Legend has it that when Willy Sutton, the bank robber, was asked why he robbed banks, he replied, “Because that's where the money is.” Intelligence agencies follow a similar philosophy: they'll go where the data is. Today, much of the world's information is created on, transmitted from, and received by computers. This alone would make computers an interesting target. In addition, the explosive growth of strong cryptography has rendered traditional communications intercepts much less useful. The solution—capturing the data before encryption or after decryption—is obvious, if it can be done.

It can. Furthermore, the techniques necessary, such as hacking software, are useful for other forms of collection. For example, modern phone switches are nothing but computers with odd peripherals attached, and these computers can be hacked, too.

At this point, we know little of how computer espionage is done, by whom, or its scope. There have been a few published reports, mostly focusing on economic espionage.29 Occasional failed operations, such as one that penetrated a mobile phone switch in Greece,30 give some hint of possibilities. In other cases, government-grade spyware has been discovered—Flame, for example, used a previously unknown cryptanalytic attack on the MD5 hash function.31 We know neither the details nor the scope, but we've seen enough to know what's going on: as always, spying has followed technology, and now it's moved into cyberspace. That might be upsetting, but it can't be considered a surprise.
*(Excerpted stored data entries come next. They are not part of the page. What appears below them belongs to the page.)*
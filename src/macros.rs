// src/macros.rs

/// `String` shorthand: `s!()` is empty, `s!(x)` is `String::from(x)`.
#[macro_export]
macro_rules! s {
    () => {
        ::std::string::String::new()
    };
    ($expr:expr) => {
        ::std::string::String::from($expr)
    };
}

/// Concatenate string slices into a fresh `String`.
#[macro_export]
macro_rules! join {
    ($first:expr $(, $rest:expr)+ $(,)?) => {{
        let mut s = ::std::string::String::from($first);
        $(
            s.push_str($rest);
        )+
        s
    }};
}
So where are we today? According to one published report, “the agency's top management corps for the past five or six years has consisted entirely of software engineers.”32 That's true of the new director, too: Michael Rogers, though originally trained as a cryptologist, “specialized in computer network attacks.”33 The sought-after information—the intelligence “money”—has moved to computers, and the spies have followed.